Closed zhenjl closed 11 years ago
This is basically the optimization I had hinted at in my comment at the top. The other one was breaking the append into two pieces, the one we have enough room for, and then the part we don't have room for, and we can do the the bit we have room for first, and then go byte-by-byte.
@dgryski yep that would work too. I took the lazy route. :)
Hrm, I actually get a performance loss with this commit:
BenchmarkLZ4Decode 500 6857347 ns/op
BenchmarkLZ4Decode 500 5422178 ns/op
This is a pretty dumb benchmark, just decompressing the copyright notice copied 100 times into a string.
That might actually be the case because the overhead of size checking. I would not be surprised about that.
This patch gives a much nicer speedup, but I'm not sure how generally applicable it is. It replaces all the calls to append() with a single call to append an empty array, and then does the copy loop:
diff --git a/reader.go b/reader.go
index ec84519..36fadba 100644
--- a/reader.go
+++ b/reader.go
@@ -93,8 +93,11 @@ func (d *decoder) readUint16() (uint16, error) {
func (d *decoder) cp(length, decr uint32) {
// can't use copy here, but could probably optimize the appends
if int(d.ref)+int(length)-len(d.dst) > 0 {
+ n := make([]byte, length)
+ l := uint32(len(d.dst))
+ d.dst = append(d.dst, n...)
for ii := uint32(0); ii < length; ii++ {
- d.dst = append(d.dst, d.dst[d.ref+ii])
+ d.dst[l+ii] = d.dst[d.ref+ii]
}
} else {
d.dst = append(d.dst, d.dst[d.ref:d.ref+length]...)
For the record, this particular one seems to be by far the fastest on the artificial benchmark:
BenchmarkLZ4Decode 1000 2555156 ns/op
I'm going to play around with it on some real workloads and see what happens.
Indeed, the performance difference is much less when presented with 'real' data, in this case 10M of source code:
BenchmarkLZ4Decode 10 195941345 ns/op old
BenchmarkLZ4Decode 10 194035834 ns/op new
More weird results (1M of source code):
BenchmarkLZ4Decode 100 19878759 ns/op old
BenchmarkLZ4Decode 100 21183895 ns/op new
For this change (which I would have assumed would have been an improvement):
diff --git a/reader.go b/reader.go
index ec84519..f55b18e 100644
--- a/reader.go
+++ b/reader.go
@@ -105,15 +105,14 @@ func (d *decoder) cp(length, decr uint32) {
func (d *decoder) consume(length uint32) error {
- for ii := uint32(0); ii < length; ii++ {
- by, err := d.readByte()
- if err != nil {
- return ErrCorrupt
- }
- d.dst = append(d.dst, by)
- d.dpos++
+ if int(d.spos+length) > len(d.src) {
+ return ErrCorrupt
}
+ d.dst = append(d.dst, d.src[d.spos:d.spos+length]...)
+ d.dpos += length
+ d.spos += length
+
return nil
}
This also explains why your above change was slower.
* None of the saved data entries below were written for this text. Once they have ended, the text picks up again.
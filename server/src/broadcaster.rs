//! Fan-out of server messages to registered sessions

use crate::session_registry::SessionRegistry;
use log::warn;
use shared::{ServerMessage, SessionId};

/// Outcome of one broadcast
#[derive(Debug, Default, PartialEq, Eq)]
pub struct BroadcastReport {
    /// Sessions the message was queued for
    pub delivered: usize,
    /// Sessions whose writer had already shut down
    pub failed: Vec<SessionId>,
}

/// Queues `message` for every registered session except `exclude`
///
/// Each recipient is attempted independently: a session whose connection is
/// gone is reported in [`BroadcastReport::failed`] and the rest still receive
/// the message. Queueing never waits on a socket, so a slow peer cannot hold
/// up the caller.
pub fn broadcast(
    registry: &SessionRegistry,
    message: &ServerMessage,
    exclude: Option<SessionId>,
) -> BroadcastReport {
    let line = message.encode();
    let mut report = BroadcastReport::default();

    for session in registry.iter() {
        if Some(session.id) == exclude {
            continue;
        }

        match session.send_line(line.clone()) {
            Ok(()) => report.delivered += 1,
            Err(e) => {
                warn!("Failed to deliver to player {}: {}", session.id, e);
                report.failed.push(session.id);
            }
        }
    }

    report
}
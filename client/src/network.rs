//! Protocol client speaking the relay's line protocol

use log::{debug, warn};
use shared::{
    AttackUpdate, ClientCommand, LineBuffer, PositionUpdate, ProtocolError, ServerMessage,
};
use std::collections::VecDeque;
use std::io;
use thiserror::Error;
use tokio::io::{AsyncRead, AsyncReadExt, AsyncWrite, AsyncWriteExt};
use tokio::net::TcpStream;

const READ_BUFFER_SIZE: usize = 1024;

#[derive(Debug, Error)]
pub enum ClientError {
    #[error("failed to connect to {addr}: {source}")]
    Connect {
        addr: String,
        #[source]
        source: io::Error,
    },

    #[error("transport error: {0}")]
    Io(#[from] io::Error),

    #[error("protocol error: {0}")]
    Protocol(#[from] ProtocolError),
}

/// Connection to a relay server
///
/// Generic over the transport so it can run over a TCP socket or an
/// in-memory mock.
pub struct RelayClient<S = TcpStream> {
    stream: S,
    lines: LineBuffer,
    pending: VecDeque<String>,
    buffer: Vec<u8>,
}

impl RelayClient<TcpStream> {
    pub async fn connect(addr: &str) -> Result<Self, ClientError> {
        let stream = TcpStream::connect(addr)
            .await
            .map_err(|source| ClientError::Connect {
                addr: addr.to_string(),
                source,
            })?;
        stream.set_nodelay(true)?;
        Ok(Self::from_stream(stream))
    }
}

impl<S> RelayClient<S>
where
    S: AsyncRead + AsyncWrite + Unpin,
{
    pub fn from_stream(stream: S) -> Self {
        Self {
            stream,
            lines: LineBuffer::new(),
            pending: VecDeque::new(),
            buffer: vec![0u8; READ_BUFFER_SIZE],
        }
    }

    pub async fn send(&mut self, command: &ClientCommand) -> Result<(), ClientError> {
        self.send_raw(&command.encode()).await
    }

    /// Writes text exactly as given, terminator included
    pub async fn send_raw(&mut self, text: &str) -> Result<(), ClientError> {
        self.stream.write_all(text.as_bytes()).await?;
        self.stream.flush().await?;
        Ok(())
    }

    pub async fn join(&mut self, name: &str, character: &str) -> Result<(), ClientError> {
        self.send(&ClientCommand::PlayerData {
            name: name.to_string(),
            character: character.to_string(),
        })
        .await
    }

    pub async fn ready(&mut self) -> Result<(), ClientError> {
        self.send(&ClientCommand::Ready).await
    }

    pub async fn send_position(&mut self, update: PositionUpdate) -> Result<(), ClientError> {
        self.send(&ClientCommand::Position(update)).await
    }

    pub async fn send_attack(&mut self, update: AttackUpdate) -> Result<(), ClientError> {
        self.send(&ClientCommand::Attack(update)).await
    }

    /// Next complete line from the server, or None once it closes the connection
    ///
    /// Cancel safe: no received bytes are lost if the future is dropped.
    pub async fn next_line(&mut self) -> Result<Option<String>, ClientError> {
        loop {
            if let Some(line) = self.pending.pop_front() {
                return Ok(Some(line));
            }

            let len = self.stream.read(&mut self.buffer).await?;
            if len == 0 {
                if !self.lines.is_empty() {
                    debug!("Server closed with {} unterminated bytes", self.lines.pending().len());
                }
                return Ok(None);
            }
            self.pending.extend(self.lines.push(&self.buffer[..len])?);
        }
    }

    /// Next server message, skipping lines that fail to parse
    pub async fn next_message(&mut self) -> Result<Option<ServerMessage>, ClientError> {
        while let Some(line) = self.next_line().await? {
            match ServerMessage::parse(&line) {
                Ok(message) => return Ok(Some(message)),
                Err(e) => warn!("Ignoring unexpected line {:?}: {}", line, e),
            }
        }
        Ok(None)
    }
}
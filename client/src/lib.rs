//! # Relay Protocol Client
//!
//! Headless client for the lobby relay server. It speaks the same
//! line-oriented text protocol as the graphical Game Client and is used for
//! scripted load, manual testing and the workspace integration tests.
//!
//! ## What It Does
//! - Connects over TCP and frames the byte stream into protocol lines
//! - Sends `PlayerData`, `Ready`, `Position` and `Attack` commands
//! - Decodes relayed updates, spawn positions and the match announcement
//!
//! ## What It Leaves Out
//! Rendering, input capture, and resolving received attacks against local
//! physics all belong to the Game Client. Callers react to the
//! [`shared::ServerMessage`] values this crate yields however they like.
//!
//! ## Usage Example
//!
//! ```rust,no_run
//! use client::RelayClient;
//! use shared::{PositionUpdate, ServerMessage};
//!
//! #[tokio::main]
//! async fn main() -> Result<(), Box<dyn std::error::Error>> {
//!     let mut client = RelayClient::connect("127.0.0.1:5000").await?;
//!     client.join("Alice", "Knight").await?;
//!     client.ready().await?;
//!
//!     while let Some(message) = client.next_message().await? {
//!         if message == ServerMessage::GameBegins {
//!             client
//!                 .send_position(PositionUpdate::new(1.0, 0.0, true, "Knight"))
//!                 .await?;
//!         }
//!     }
//!     Ok(())
//! }
//! ```

pub mod network;

pub use network::{ClientError, RelayClient};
It's not the bounds check, it must be the call to append() (even though it should be doing less work..)
Perhaps there are processor cache effects at work here.
I could be wrong, but I found that the "then" condition is only executed a few times during decoding. So optimizing that may not change the overall time too much if presented with a sufficiently large file.
Indeed, and we can get an improvement by moving the uncommon case to the else block so the processor correctly assumes that it's unlikely to happen. Looks like we can get ~2% speed up.
BenchmarkLZ4Decode 100 19638405 ns/op 'then' block is likely
BenchmarkLZ4Decode 100 20020073 ns/op 'else' block is likely
Excellent!
Btw, in case you are interested, here are my pprofs for encode/decode
Encode
599 57.7% 57.7% 1037 99.9% main.Encode
237 22.8% 80.5% 237 22.8% main.(*encoder).readUint32
184 17.7% 98.3% 201 19.4% main.(*encoder).writeLiterals
17 1.6% 99.9% 17 1.6% runtime.memmove
Decode
183 28.6% 28.6% 638 99.8% main.Decode
153 23.9% 52.6% 277 43.3% main.(*decoder).cp
144 22.5% 75.1% 144 22.5% main.(*decoder).readUint16
124 19.4% 94.5% 124 19.4% runtime.memmove
34 5.3% 99.8% 34 5.3% main.(*decoder).consume
I briefly looked at the hot spots and nothing jumped out at me as an easy fix. :)
AFAICT, cp() needs to append byte by byte because initially there may not be enough in the dst to cover the length requested. But once there's enough in dst, you can just append a whole slice.